The selling of quilts has really slowed to non-existent sales, but, really, how many quilts does a person need? They aren’t disposable, they last a good long while (I have a few that are about 75 years old). Plus, many of us getting up there in age are trying to have LESS stuff!
I don’t care, though. I’m still going to make quilts and if they go to organizations to raise funds, great! I’ve got plenty of fabric!
Quiltingfool
@zhena gogolia: I have gotten addicted to Zen Word. It’s an easy game, really, just involves spelling words from a group of letters.
Betty Cracker
@Quiltingfool: I’ve got a quilt my great-great grandmother made, and a couple made by her daughter and her daughter’s daughter. I can barely sew on a button, but the quilts mean a lot to me. And yours are works of art.
Barbara
@TBone: No, in this case it was definitely me. Maybe because I am primed to push back really strongly to what I see as a kind of emotional manipulation.
Betty Cracker
@Trollhattan: That’s a funny story; glad you included the detail about the marches!
KatKapCC
Visit your local goth/industrial dance club and you’ll realize these kids were not cosplaying Nazis.
AM in NC
Just finishing up my holiday baking and starting deliveries today. So much joy!

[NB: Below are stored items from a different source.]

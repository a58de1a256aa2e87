mod socket;
mod virtual_socket;

pub use socket::MultiplexingSocket;
pub use virtual_socket::{Datagram, VirtualSocket};

use thiserror::Error;

/// Failures surfaced by [`MultiplexingSocket`] and the virtual sockets
/// it backs.
#[derive(Error, Debug)]
pub enum DemuxError {
    #[error("I/O failure on the underlying endpoint.")]
    Io(#[from] std::io::Error),
    #[error("The socket was closed.")]
    Closed,
}
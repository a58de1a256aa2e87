//! The credentials collaborator consumed by the message codec when
//! validating or generating MESSAGE-INTEGRITY.
//!
//! The codec never stores passwords or authenticates users itself; it
//! asks a [`CredentialsStore`] for the key material and trusts the
//! store's judgment on whether a username is known.

/// Outcome of a key lookup: either the short/long-term key bytes, or a
/// signal that the username is not known to this store.
#[derive(Debug, Clone, PartialEq)]
pub enum KeyLookup {
    /// The key to use for HMAC-SHA1, already SASLprep'd/hashed as
    /// appropriate for the credential mechanism in use.
    Key(Vec<u8>),
    /// The store has no record of this username; MESSAGE-INTEGRITY
    /// validation should be skipped and the message flagged rather than
    /// treated as an integrity failure.
    NotKnown,
}

/// Collaborator interface for MESSAGE-INTEGRITY key derivation and
/// username checks. Implementations decide short-term vs. long-term
/// credential mechanics; the codec only calls through this trait.
pub trait CredentialsStore: Send + Sync {
    /// Returns the HMAC key for `username`, or [`KeyLookup::NotKnown`] if
    /// the store doesn't recognize it. An empty key signals "no
    /// password" rather than "unknown".
    fn get_key(&self, username: &str) -> KeyLookup;

    /// Whether `username` is recognized at all.
    fn check_username(&self, username: &str) -> bool;
}

/// A [`CredentialsStore`] backed by a single static short-term
/// username/password pair, the common case for a STUN client talking to
/// one server.
pub struct StaticCredentials {
    username: String,
    key: Vec<u8>,
}

impl StaticCredentials {
    pub fn new(username: impl Into<String>, password: impl AsRef<str>) -> Self {
        Self {
            username: username.into(),
            key: password.as_ref().as_bytes().to_vec(),
        }
    }
}

impl CredentialsStore for StaticCredentials {
    fn get_key(&self, username: &str) -> KeyLookup {
        if username == self.username {
            KeyLookup::Key(self.key.clone())
        } else {
            KeyLookup::NotKnown
        }
    }

    fn check_username(&self, username: &str) -> bool {
        username == self.username
    }
}

/// A [`CredentialsStore`] keyed by `(username, media_tag)` for TURN's
/// long-term credential mechanism, where a single user may hold distinct
/// keys per allocation/media context.
pub trait LongTermCredentialsStore: Send + Sync {
    /// Per-media key lookup: `media_tag` is an opaque caller-defined
    /// discriminator (e.g. an allocation id).
    fn get_key_for_media(&self, username: &str, media_tag: &str) -> KeyLookup;
}
//! Entente -- a line-based host loop for the adjudication engine.
//!
//! This binary reads JSON lines from stdin and writes responses to stdout.
//! Each line is either `{"sender": "...", "input": {...}}` or the literal
//! `inspect`, which dumps the state snapshot. It exists to drive the
//! engine by hand; a real host supplies its own transport.

use std::io::{self, BufRead, Write};

use serde::Deserialize;

use entente::Game;

/// One submission line: who is speaking and what they submit.
#[derive(Deserialize)]
struct Line {
    sender: String,
    input: entente::Input,
}

fn main() {
    tracing_subscriber::fmt().with_writer(io::stderr).init();

    // Seven fixed identities for manual play.
    let game = Game::standard([
        "austria", "england", "france", "germany", "italy", "russia", "turkey",
    ]);
    run(game, io::stdin().lock(), io::stdout().lock());
}

fn run<R: BufRead, W: Write>(mut game: Game, input: R, mut out: W) {
    for line in input.lines() {
        let line = match line {
            Ok(l) => l,
            Err(_) => break,
        };
        let trimmed = line.trim();
        if trimmed.is_empty() {
            continue;
        }
        if trimmed == "inspect" {
            let _ = writeln!(out, "{}", game.inspect());
            continue;
        }
        match serde_json::from_str::<Line>(trimmed) {
            Ok(parsed) => match game.advance_input(&parsed.sender, &parsed.input) {
                Ok(()) => {
                    let _ = writeln!(out, "ok");
                }
                Err(e) => {
                    let _ = writeln!(out, "error: {e}");
                }
            },
            Err(e) => {
                let _ = writeln!(out, "error: invalid input: {e}");
            }
        }
        let _ = out.flush();
    }
}
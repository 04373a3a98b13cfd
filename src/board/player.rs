//! Player records.
//!
//! One player per power, keyed in the state by an opaque sender identity.
//! Players accumulate build-phase submissions in an ordered pending list;
//! movement and retreat submissions land on the units directly.

use std::collections::BTreeSet;

use serde::{Deserialize, Serialize};

use super::unit::{UnitId, UnitKind};

/// A queued build-phase submission.
#[derive(Debug, Clone, PartialEq, Eq, Serialize, Deserialize)]
#[serde(tag = "type", rename_all = "camelCase")]
pub enum BuildEntry {
    /// Create a unit in an owned, unoccupied supply center.
    #[serde(rename_all = "camelCase")]
    Build {
        kind: UnitKind,
        region: String,
        #[serde(default, skip_serializing_if = "Option::is_none")]
        coast: Option<String>,
    },
    /// Remove one of the player's units.
    Disband { unit: UnitId },
}

/// One of the seven powers.
#[derive(Debug, Clone, PartialEq, Serialize, Deserialize)]
pub struct Player {
    /// Power name, e.g. "Austria".
    pub name: String,
    /// Opaque sender identity; duplicated as the state map key.
    pub identity: String,
    #[serde(rename = "unitIds")]
    pub unit_ids: BTreeSet<UnitId>,
    /// Owned supply-center count as of the last build phase; also the
    /// unit budget.
    #[serde(rename = "supplyCenters")]
    pub supply_centers: u32,
    pub ready: bool,
    #[serde(rename = "pendingBuilds")]
    pub pending_builds: Vec<BuildEntry>,
}

impl Player {
    pub fn new(name: &str, identity: &str, supply_centers: u32) -> Player {
        Player {
            name: name.to_string(),
            identity: identity.to_string(),
            unit_ids: BTreeSet::new(),
            supply_centers,
            ready: false,
            pending_builds: Vec::new(),
        }
    }
}
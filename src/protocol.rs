//! The wire contract for player submissions.
//!
//! Inputs arrive as a tagged JSON document: `{"kind": ..., "payload": ...}`.
//! Field names are the contract and follow the host convention (`unitID`,
//! `toRegion`, `fromSubRegion`, ...). Empty strings stand in for absent
//! optional fields, matching the host's encoding.

use serde::{Deserialize, Serialize};

use crate::board::UnitId;

/// A player submission, dispatched on `kind`.
#[derive(Debug, Clone, PartialEq, Serialize, Deserialize)]
#[serde(tag = "kind", content = "payload")]
pub enum Input {
    /// A movement-phase order for one unit (any kind of unit, despite the
    /// historical name).
    MoveArmy(MoveArmyPayload),
    /// A build-phase build or disband, queued on the submitting player.
    BuildArmy(BuildArmyPayload),
    /// Finalize the sender's orders for this phase. The payload is unused.
    ReadyOrders(serde_json::Value),
    /// A retreat-phase order for one dislodged unit.
    Retreat(RetreatPayload),
}

/// Movement-phase order payload. `orderType` selects among
/// `move`, `support move`, `support hold`, `convoy`, `convoy move`, `hold`.
#[derive(Debug, Clone, Default, PartialEq, Serialize, Deserialize)]
pub struct MoveArmyPayload {
    #[serde(rename = "unitID")]
    pub unit_id: UnitId,
    #[serde(rename = "orderType")]
    pub order_type: String,
    #[serde(rename = "orderOwner", default)]
    pub order_owner: String,
    #[serde(rename = "toRegion", default)]
    pub to_region: String,
    #[serde(rename = "toSubRegion", default)]
    pub to_sub_region: String,
    #[serde(rename = "fromRegion", default)]
    pub from_region: String,
    #[serde(rename = "fromSubRegion", default)]
    pub from_sub_region: String,
}

/// Build-phase payload. `delete` of zero requests a build; any positive
/// value is the id of a unit to disband.
#[derive(Debug, Clone, Default, PartialEq, Serialize, Deserialize)]
pub struct BuildArmyPayload {
    #[serde(rename = "type", default)]
    pub kind: String,
    pub position: String,
    #[serde(rename = "subPosition", default)]
    pub sub_position: String,
    pub owner: String,
    pub delete: UnitId,
}

/// Retreat-phase payload. `delete` disbands the unit instead of moving it.
#[derive(Debug, Clone, Default, PartialEq, Serialize, Deserialize)]
pub struct RetreatPayload {
    #[serde(rename = "unitID")]
    pub unit_id: UnitId,
    #[serde(default)]
    pub delete: bool,
    #[serde(rename = "toRegion", default)]
    pub to_region: String,
    #[serde(rename = "toSubRegion", default)]
    pub to_sub_region: String,
}

/// Turns an empty wire string into `None`.
pub(crate) fn optional(field: &str) -> Option<String> {
    if field.is_empty() {
        None
    } else {
        Some(field.to_string())
    }
}

#[cfg(test)]
mod tests {
    use super::*;

    #[test]
    fn parses_move_army() {
        let raw = r#"{"kind": "MoveArmy", "payload": {"unitID": 4, "orderType": "move",
            "orderOwner": "England", "toRegion": "Wales", "fromRegion": "London"}}"#;
        let input: Input = serde_json::from_str(raw).unwrap();
        match input {
            Input::MoveArmy(p) => {
                assert_eq!(p.unit_id, 4);
                assert_eq!(p.order_type, "move");
                assert_eq!(p.to_region, "Wales");
                assert_eq!(p.from_region, "London");
                assert_eq!(p.to_sub_region, "");
            }
            other => panic!("wrong variant: {other:?}"),
        }
    }

    #[test]
    fn parses_build_army() {
        let raw = r#"{"kind": "BuildArmy", "payload": {"type": "navy",
            "position": "London", "owner": "England", "delete": 0}}"#;
        let input: Input = serde_json::from_str(raw).unwrap();
        match input {
            Input::BuildArmy(p) => {
                assert_eq!(p.kind, "navy");
                assert_eq!(p.position, "London");
                assert_eq!(p.delete, 0);
            }
            other => panic!("wrong variant: {other:?}"),
        }
    }

    #[test]
    fn parses_ready_with_empty_payload() {
        let raw = r#"{"kind": "ReadyOrders", "payload": ""}"#;
        let input: Input = serde_json::from_str(raw).unwrap();
        assert!(matches!(input, Input::ReadyOrders(_)));
    }

    #[test]
    fn parses_retreat() {
        let raw = r#"{"kind": "Retreat", "payload": {"unitID": 14, "delete": false,
            "toRegion": "Tuscany"}}"#;
        let input: Input = serde_json::from_str(raw).unwrap();
        match input {
            Input::Retreat(p) => {
                assert_eq!(p.unit_id, 14);
                assert!(!p.delete);
                assert_eq!(p.to_region, "Tuscany");
            }
            other => panic!("wrong variant: {other:?}"),
        }
    }

    #[test]
    fn rejects_unknown_kind() {
        let raw = r#"{"kind": "Teleport", "payload": {}}"#;
        assert!(serde_json::from_str::<Input>(raw).is_err());
    }
}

And I also had my weekly volunteer time with the first graders at our local elementary school. Now a classroom full of six-year-olds excited to see you every week is THE BEST reason to keep on keeping on.
Fuck Trump and his MAGOP asshole enablers. I won’t let them take my joy away.
TBone
@Barbara: well, I think that’s a healthy instinct in most situations!
TBone
@AM in NC: come sit by me (if you want)
Betty Cracker
Jesus, I don’t know how many times I gotta tell y’all that I know what goths are. They weren’t goths! Could be part of some music or cinematic fandom I’m completely ignorant of though.
schrodingers_cat
Long walks, workouts and art. That’s what keeps me going.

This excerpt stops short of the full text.